__Required work__:
Repeat the lines below exactly as written, please, from the line with "an existing transaction" to the line with "let mut cleared = 0;", both lines included, and no others.

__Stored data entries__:

◆ ◆ ◆ ◆ ◆

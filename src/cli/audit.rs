//! Audit log CLI command

use crate::error::CashbookResult;
use crate::storage::Storage;

/// Print the most recent audit entries, oldest first
pub fn handle_audit_command(storage: &Storage, count: usize) -> CashbookResult<()> {
    let entries = storage.audit_logger().read_recent(count)?;

    if entries.is_empty() {
        println!("No audit entries.");
        return Ok(());
    }

    for entry in &entries {
        println!("{}", entry.format_human_readable());
    }

    Ok(())
}
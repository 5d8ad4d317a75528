//! Transaction repository for JSON storage
//!
//! Manages loading and saving transactions to transactions.json. Every
//! mutation bumps a revision counter; views poll it to know when to
//! recompute.

use std::collections::HashMap;
use std::path::PathBuf;
use std::sync::atomic::{AtomicU64, Ordering};
use std::sync::RwLock;

use crate::error::CashbookError;
use crate::models::{AccountId, CategoryId, Transaction, TransactionId};

use super::file_io::{read_json, write_json_atomic};
use super::{claim_id, observe_id, read_lock, write_lock};

#[derive(Debug, Clone, Default, serde::Serialize, serde::Deserialize)]
struct TransactionData {
    /// Highest ID ever assigned, kept so deleted IDs are not reused
    #[serde(default)]
    last_id: u64,
    transactions: Vec<Transaction>,
}

/// Repository for transaction persistence
pub struct TransactionRepository {
    path: PathBuf,
    data: RwLock<HashMap<TransactionId, Transaction>>,
    last_id: AtomicU64,
    revision: AtomicU64,
}

impl TransactionRepository {
    pub fn new(path: PathBuf) -> Self {
        Self {
            path,
            data: RwLock::new(HashMap::new()),
            last_id: AtomicU64::new(0),
            revision: AtomicU64::new(0),
        }
    }

    /// Current change revision
    pub fn revision(&self) -> u64 {
        self.revision.load(Ordering::Acquire)
    }

    fn bump(&self) {
        self.revision.fetch_add(1, Ordering::AcqRel);
    }

    /// Load transactions from disk
    pub fn load(&self) -> Result<(), CashbookError> {
        let file_data: TransactionData = read_json(&self.path)?;
        let mut data = write_lock(&self.data)?;

        data.clear();
        self.last_id.store(file_data.last_id, Ordering::Release);
        for txn in file_data.transactions {
            observe_id(&self.last_id, txn.id.value());
            data.insert(txn.id, txn);
        }
        self.bump();

        tracing::debug!("Loaded {} transactions from {}", data.len(), self.path.display());
        Ok(())
    }

    /// Save transactions to disk, newest first
    pub fn save(&self) -> Result<(), CashbookError> {
        let data = read_lock(&self.data)?;

        let mut transactions: Vec<_> = data.values().cloned().collect();
        transactions.sort_by(Transaction::cmp_newest_first);

        write_json_atomic(
            &self.path,
            &TransactionData {
                last_id: self.last_id.load(Ordering::Acquire),
                transactions,
            },
        )
    }

    pub fn get(&self, id: TransactionId) -> Result<Option<Transaction>, CashbookError> {
        let data = read_lock(&self.data)?;
        Ok(data.get(&id).cloned())
    }

    /// Transactions of one account: date descending, then time descending
    pub fn get_by_account(&self, account_id: AccountId) -> Result<Vec<Transaction>, CashbookError> {
        let data = read_lock(&self.data)?;

        let mut transactions: Vec<_> = data
            .values()
            .filter(|t| t.account_id == account_id)
            .cloned()
            .collect();
        transactions.sort_by(Transaction::cmp_newest_first);
        Ok(transactions)
    }

    /// Insert a new transaction, assigning its ID
    pub fn insert(&self, mut txn: Transaction) -> Result<Transaction, CashbookError> {
        let mut data = write_lock(&self.data)?;

        txn.id = TransactionId::new(claim_id(&self.last_id));
        data.insert(txn.id, txn.clone());
        self.bump();
        Ok(txn)
    }

    /// Replace an existing transaction
    pub fn update(&self, txn: Transaction) -> Result<(), CashbookError> {
        let mut data = write_lock(&self.data)?;

        if !data.contains_key(&txn.id) {
            return Err(CashbookError::transaction_not_found(txn.id.to_string()));
        }
        data.insert(txn.id, txn);
        self.bump();
        Ok(())
    }

    /// Delete a transaction, returning whether it existed
    pub fn delete(&self, id: TransactionId) -> Result<bool, CashbookError> {
        let mut data = write_lock(&self.data)?;

        let removed = data.remove(&id).is_some();
        if removed {
            self.bump();
        }
        Ok(removed)
    }

    /// Detach a deleted category from every transaction referencing it
    pub fn clear_category(&self, category_id: CategoryId) -> Result<usize, CashbookError> {
        let mut data = write_lock(&self.data)?;

        let mut cleared = 0;
        for txn in data.values_mut() {
            if txn.category_id == Some(category_id) {
                txn.category_id = None;
                cleared += 1;
            }
        }
        if cleared > 0 {
            self.bump();
        }
        Ok(cleared)
    }

    /// Delete every transaction of an account
    pub fn delete_by_account(&self, account_id: AccountId) -> Result<usize, CashbookError> {
        let mut data = write_lock(&self.data)?;

        let before = data.len();
        data.retain(|_, t| t.account_id != account_id);
        let removed = before - data.len();
        if removed > 0 {
            self.bump();
        }
        Ok(removed)
    }

    pub fn count(&self) -> Result<usize, CashbookError> {
        let data = read_lock(&self.data)?;
        Ok(data.len())
    }
}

◆ ◆ ◆ ◆ ◆

__Completed exercise__:
    /// Replace an existing transaction
    pub fn update(&self, txn: Transaction) -> Result<(), CashbookError> {
        let mut data = write_lock(&self.data)?;

        if !data.contains_key(&txn.id) {
            return Err(CashbookError::transaction_not_found(txn.id.to_string()));
        }
        data.insert(txn.id, txn);
        self.bump();
        Ok(())
    }

    /// Delete a transaction, returning whether it existed
    pub fn delete(&self, id: TransactionId) -> Result<bool, CashbookError> {
        let mut data = write_lock(&self.data)?;

        let removed = data.remove(&id).is_some();
        if removed {
            self.bump();
        }
        Ok(removed)
    }

    /// Detach a deleted category from every transaction referencing it
    pub fn clear_category(&self, category_id: CategoryId) -> Result<usize, CashbookError> {
        let mut data = write_lock(&self.data)?;

        let mut cleared = 0;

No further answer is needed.